:: EXTRACTED DATA ::

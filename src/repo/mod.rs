//! Entity repositories
//!
//! Every write path checks the entities it points at before touching the
//! store, then commits. A failed check leaves the store untouched.

pub mod assignments;
pub mod courses;
pub mod enrollments;
pub mod lessons;
pub mod submissions;
pub mod users;

use crate::entities::{Assignment, Course, Enrollment, Entity, Lesson, Submission, User};
use crate::error::{Error, Result};
use crate::query::filter::Filter;
use crate::schema::catalog::{ASSIGNMENTS, COURSES, LESSONS, USERS};
use crate::Database;

/// Foreign keys an entity carries
pub trait References {
    /// `(collection, id)` pairs that must exist before this entity is written
    fn references(&self) -> Vec<(&'static str, &str)>;
}

impl References for User {
    fn references(&self) -> Vec<(&'static str, &str)> {
        Vec::new()
    }
}

impl References for Course {
    fn references(&self) -> Vec<(&'static str, &str)> {
        vec![(USERS, &self.instructor_id)]
    }
}

impl References for Enrollment {
    fn references(&self) -> Vec<(&'static str, &str)> {
        vec![(USERS, &self.student_id), (COURSES, &self.course_id)]
    }
}

impl References for Lesson {
    fn references(&self) -> Vec<(&'static str, &str)> {
        vec![(COURSES, &self.course_id)]
    }
}

impl References for Assignment {
    fn references(&self) -> Vec<(&'static str, &str)> {
        vec![(LESSONS, &self.lesson_id)]
    }
}

impl References for Submission {
    fn references(&self) -> Vec<(&'static str, &str)> {
        vec![(ASSIGNMENTS, &self.assignment_id), (USERS, &self.student_id)]
    }
}

/// Fail with `NotFound` on the first referenced entity that is missing
pub async fn ensure_references<E: References>(db: &Database, entity: &E) -> Result<()> {
    for (collection, id) in entity.references() {
        if !db.exists(collection, id).await? {
            return Err(Error::NotFound {
                collection: collection.to_string(),
                id: id.to_string(),
            });
        }
    }
    Ok(())
}

/// Check references, insert, and commit a new entity
pub(crate) async fn insert<E: Entity + References>(db: &Database, entity: &E) -> Result<()> {
    let result = async {
        ensure_references(db, entity).await?;
        db.insert(E::COLLECTION, &entity.to_document()).await?;
        db.commit(&format!("Insert into {}: {}", E::COLLECTION, entity.id()))
    }
    .await;

    match &result {
        Ok(()) => tracing::info!("Inserted {} into {}", entity.id(), E::COLLECTION),
        Err(e) => tracing::warn!("Abandoned insert into {}: {}", E::COLLECTION, e),
    }
    result
}

/// Overwrite an existing entity and commit
pub(crate) async fn save<E: Entity>(db: &Database, entity: &E, action: &str) -> Result<()> {
    db.update(E::COLLECTION, &entity.to_document())
        .await
        .inspect_err(|e| tracing::warn!("Abandoned {} of {}: {}", action, entity.id(), e))?;
    db.commit(&format!("{} {}: {}", action, E::COLLECTION, entity.id()))?;
    tracing::info!("{} {} in {}", action, entity.id(), E::COLLECTION);
    Ok(())
}

/// Point lookup
pub async fn load<E: Entity>(db: &Database, id: &str) -> Result<Option<E>> {
    db.get(E::COLLECTION, id)
        .await?
        .map(|doc| E::from_document(&doc))
        .transpose()
}

/// Point lookup that must succeed
pub async fn require<E: Entity>(db: &Database, id: &str) -> Result<E> {
    load(db, id).await?.ok_or_else(|| Error::NotFound {
        collection: E::COLLECTION.to_string(),
        id: id.to_string(),
    })
}

/// Every entity matching a filter, ordered by id
pub async fn find<E: Entity>(db: &Database, filter: &Filter) -> Result<Vec<E>> {
    db.find(E::COLLECTION, filter)
        .await?
        .iter()
        .map(E::from_document)
        .collect()
}
//! Moving aged enrollments into the archive collection
//!
//! Mark-and-sweep over two passes:
//!
//! 1. **Copy**: every enrollment older than the cutoff is upserted into the
//!    archive with an `archived_at` stamp. A failed copy is reported and the
//!    live document is left alone.
//! 2. **Sweep**: every live enrollment older than the cutoff whose id is
//!    present in the archive is deleted. Newer live documents are kept even
//!    when a stale archive copy shares their id.
//!
//! The sweep only looks at what the archive holds, so rerunning after an
//! interrupted run finishes the move without duplicating archive entries.

use crate::error::Result;
use crate::query::filter::Filter;
use crate::schema::catalog::ENROLLMENTS;
use crate::Database;
use chrono::{DateTime, Duration, Utc};
use serde::Serialize;

#[derive(Debug, Clone, PartialEq, Serialize)]
pub struct ArchiveFailure {
    pub id: String,
    pub reason: String,
}

/// Outcome of one archive run
#[derive(Debug, Clone, Default, PartialEq, Serialize)]
pub struct ArchiveReport {
    /// Live enrollments older than the cutoff
    pub candidates: usize,
    /// Copied into the archive by this run
    pub archived: usize,
    /// Removed from the live collection by this run
    pub deleted: usize,
    pub failures: Vec<ArchiveFailure>,
}

/// Archive every enrollment dated strictly before `cutoff`
pub async fn archive_older_than(db: &Database, cutoff: DateTime<Utc>) -> Result<ArchiveReport> {
    let archive = db.config.archive_collection.clone();
    let mut report = ArchiveReport::default();
    let mut tx = db.transaction(format!("Archive enrollments older than {}", cutoff.format("%Y-%m-%d")));

    let aged = Filter::lt("enrollment_date", cutoff);

    // Copy
    let candidates = db.find(ENROLLMENTS, &aged).await?;
    report.candidates = candidates.len();
    let archived_at = Utc::now();

    for doc in candidates {
        let mut copy = doc.clone();
        copy.set("archived_at", archived_at);
        match db.upsert(&archive, &copy).await {
            Ok(()) => {
                report.archived += 1;
                tx.record(format!("archived {}", doc.id));
            }
            Err(e) => {
                tracing::warn!("Could not archive enrollment {}: {}", doc.id, e);
                report.failures.push(ArchiveFailure {
                    id: doc.id,
                    reason: e.to_string(),
                });
            }
        }
    }

    // Sweep
    let archive_handle = db.collection(&archive)?;
    for doc in db.find(ENROLLMENTS, &aged).await? {
        if !archive_handle.contains(&doc.id).await {
            continue;
        }
        match db.delete(ENROLLMENTS, &doc.id).await {
            Ok(true) => {
                report.deleted += 1;
                tx.record(format!("removed {} from {}", doc.id, ENROLLMENTS));
            }
            Ok(false) => {}
            Err(e) => {
                tracing::warn!("Could not remove archived enrollment {}: {}", doc.id, e);
                report.failures.push(ArchiveFailure {
                    id: doc.id,
                    reason: e.to_string(),
                });
            }
        }
    }

    if !tx.is_empty() {
        db.commit_transaction(tx)?;
    }
    tracing::info!(
        "Archived {} of {} enrollments into '{}', removed {} ({} failures)",
        report.archived,
        report.candidates,
        archive,
        report.deleted,
        report.failures.len()
    );
    Ok(report)
}

/// Archive enrollments older than `days` days
pub async fn archive_older_than_days(db: &Database, days: i64) -> Result<ArchiveReport> {
    archive_older_than(db, Utc::now() - Duration::days(days)).await
}
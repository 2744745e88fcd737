//! A student's enrollment in a course

use super::{Entity, EnrollmentStatus, Fields};
use crate::error::Result;
use crate::schema::catalog::ENROLLMENTS;
use crate::storage::document::Document;
use chrono::{DateTime, Utc};
use serde::Serialize;

#[derive(Debug, Clone, PartialEq, Serialize)]
pub struct Enrollment {
    pub id: String,
    pub student_id: String,
    pub course_id: String,
    pub enrollment_date: DateTime<Utc>,
    pub status: EnrollmentStatus,
}

impl Entity for Enrollment {
    const COLLECTION: &'static str = ENROLLMENTS;

    fn id(&self) -> &str {
        &self.id
    }

    fn to_document(&self) -> Document {
        let mut doc = Document::new(&self.id);
        doc.set("student_id", &self.student_id)
            .set("course_id", &self.course_id)
            .set("enrollment_date", self.enrollment_date)
            .set("status", self.status);
        doc
    }

    fn from_document(doc: &Document) -> Result<Self> {
        let f = Fields::of(doc, ENROLLMENTS);
        Ok(Self {
            id: doc.id.clone(),
            student_id: f.string("student_id")?,
            course_id: f.string("course_id")?,
            enrollment_date: f.datetime("enrollment_date")?,
            status: f.parsed("status")?,
        })
    }
}
//! Git backend for EduHub
//!
//! Every mutating repository call ends in one commit, so the history of the
//! database directory doubles as an audit log of writes. Multi-document
//! operations (lesson reordering, archiving) are grouped into a single
//! [`Transaction`] commit.

use git2::{Repository as Git2Repo, Signature};
use std::path::Path;

use crate::config::Config;
use crate::error::Result;

/// Git repository wrapper for EduHub
pub struct Repository {
    inner: Git2Repo,
    author_name: String,
    author_email: String,
}

impl Repository {
    /// Open an existing repository or initialize a new one
    pub fn open_or_init(path: &Path, config: &Config) -> Result<Self> {
        let inner = match Git2Repo::open(path) {
            Ok(repo) => repo,
            Err(_) => {
                let repo = Git2Repo::init(path)?;
                Self::create_initial_commit(&repo, config)?;
                tracing::info!("Initialized git repository at {:?}", path);
                repo
            }
        };

        Ok(Self {
            inner,
            author_name: config.author_name.clone(),
            author_email: config.author_email.clone(),
        })
    }

    fn create_initial_commit(repo: &Git2Repo, config: &Config) -> Result<()> {
        let sig = Signature::now(&config.author_name, &config.author_email)?;
        let tree_id = repo.index()?.write_tree()?;
        let tree = repo.find_tree(tree_id)?;

        repo.commit(Some("HEAD"), &sig, &sig, "Initialize EduHub database", &tree, &[])?;

        Ok(())
    }

    /// Commit current changes with a message.
    ///
    /// Returns `None` when the working tree is clean.
    pub fn commit(&self, message: &str) -> Result<Option<git2::Oid>> {
        if !self.has_changes()? {
            return Ok(None);
        }

        let sig = self.signature()?;
        let mut index = self.inner.index()?;

        // Stage additions, modifications and deletions alike
        index.add_all(["*"].iter(), git2::IndexAddOption::DEFAULT, None)?;
        index.update_all(["*"].iter(), None)?;
        index.write()?;

        let tree_id = index.write_tree()?;
        let tree = self.inner.find_tree(tree_id)?;

        let parent = self.inner.head()?.peel_to_commit()?;

        let oid = self
            .inner
            .commit(Some("HEAD"), &sig, &sig, message, &tree, &[&parent])?;

        tracing::debug!("Committed {}: {}", oid, message.lines().next().unwrap_or(""));
        Ok(Some(oid))
    }

    /// Get the current HEAD commit hash
    pub fn head_hash(&self) -> Result<String> {
        let commit = self.inner.head()?.peel_to_commit()?;
        Ok(commit.id().to_string())
    }

    /// Message of the HEAD commit
    pub fn head_message(&self) -> Result<String> {
        let commit = self.inner.head()?.peel_to_commit()?;
        Ok(commit.message().unwrap_or_default().to_string())
    }

    /// Number of commits reachable from HEAD
    pub fn commit_count(&self) -> Result<usize> {
        let mut walk = self.inner.revwalk()?;
        walk.push_head()?;
        Ok(walk.count())
    }

    /// Check if there are uncommitted changes
    pub fn has_changes(&self) -> Result<bool> {
        let mut opts = git2::StatusOptions::new();
        opts.include_untracked(true).recurse_untracked_dirs(true);
        let statuses = self.inner.statuses(Some(&mut opts))?;
        Ok(!statuses.is_empty())
    }

    fn signature(&self) -> Result<Signature<'static>> {
        // Prefer the user's git identity
        self.inner
            .signature()
            .or_else(|_| Signature::now(&self.author_name, &self.author_email))
            .map_err(Into::into)
    }
}

/// A group of writes committed together
pub struct Transaction<'a> {
    repo: &'a Repository,
    message: String,
    operations: Vec<String>,
}

impl<'a> Transaction<'a> {
    /// Start a new transaction
    pub fn begin(repo: &'a Repository, message: impl Into<String>) -> Self {
        Self {
            repo,
            message: message.into(),
            operations: Vec::new(),
        }
    }

    /// Record an operation in this transaction
    pub fn record(&mut self, operation: impl Into<String>) {
        self.operations.push(operation.into());
    }

    pub fn is_empty(&self) -> bool {
        self.operations.is_empty()
    }

    /// Commit the transaction
    pub fn commit(self) -> Result<Option<git2::Oid>> {
        let full_message = if self.operations.is_empty() {
            self.message
        } else {
            format!("{}\n\n{}", self.message, self.operations.join("\n"))
        };

        self.repo.commit(&full_message)
    }
}
//! Database configuration
//!
//! Read from `/.eduhub/config.yaml`; every key is optional.
//!
//! ```yaml
//! auto_commit: true
//! author_name: EduHub
//! author_email: eduhub@local
//! archive_collection: archived_enrollments
//! views_dir: views
//! ```

use serde::{Deserialize, Serialize};
use std::path::{Path, PathBuf};

#[derive(Debug, Clone, PartialEq, Serialize, Deserialize)]
#[serde(default)]
pub struct Config {
    /// Commit to git after every mutating operation
    pub auto_commit: bool,
    /// Commit author when git config has none
    pub author_name: String,
    pub author_email: String,
    /// Collection receiving archived enrollments
    pub archive_collection: String,
    /// Output directory for rendered views, relative to the root
    pub views_dir: String,
}

impl Default for Config {
    fn default() -> Self {
        Self {
            auto_commit: true,
            author_name: "EduHub".to_string(),
            author_email: "eduhub@local".to_string(),
            archive_collection: "archived_enrollments".to_string(),
            views_dir: "views".to_string(),
        }
    }
}

impl Config {
    pub fn path(root: &Path) -> PathBuf {
        root.join(".eduhub").join("config.yaml")
    }

    /// Load the config for a database root, falling back to defaults
    pub fn load(root: &Path) -> crate::Result<Self> {
        let path = Self::path(root);
        if !path.exists() {
            return Ok(Self::default());
        }
        let content = std::fs::read_to_string(&path).map_err(|source| crate::Error::FileReadError {
            path: path.clone(),
            source,
        })?;
        let config: Config = serde_yaml::from_str(&content)?;
        crate::validation::validate_collection_name(&config.archive_collection)?;
        Ok(config)
    }

    pub fn save(&self, root: &Path) -> crate::Result<()> {
        let path = Self::path(root);
        if let Some(parent) = path.parent() {
            std::fs::create_dir_all(parent)?;
        }
        let content = serde_yaml::to_string(self).map_err(|e| crate::Error::YamlSerializeError {
            message: e.to_string(),
        })?;
        std::fs::write(path, content)?;
        Ok(())
    }
}
//! Query layer for EduHub
//!
//! Filters select documents; pipelines join, group and reshape them.

pub mod filter;
pub mod pipeline;

pub use filter::Filter;
pub use pipeline::{Accumulator, Expr, Pipeline, Row, SortOrder, Stage};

:: WORK TO BE COMPLETED ::
Copy out each line of the data containing the string "when".

:: WRITTEN RESPONSE ::
//!    when a stale archive copy shares their id.
    /// Returns `None` when the working tree is clean.
    /// Commit author when git config has none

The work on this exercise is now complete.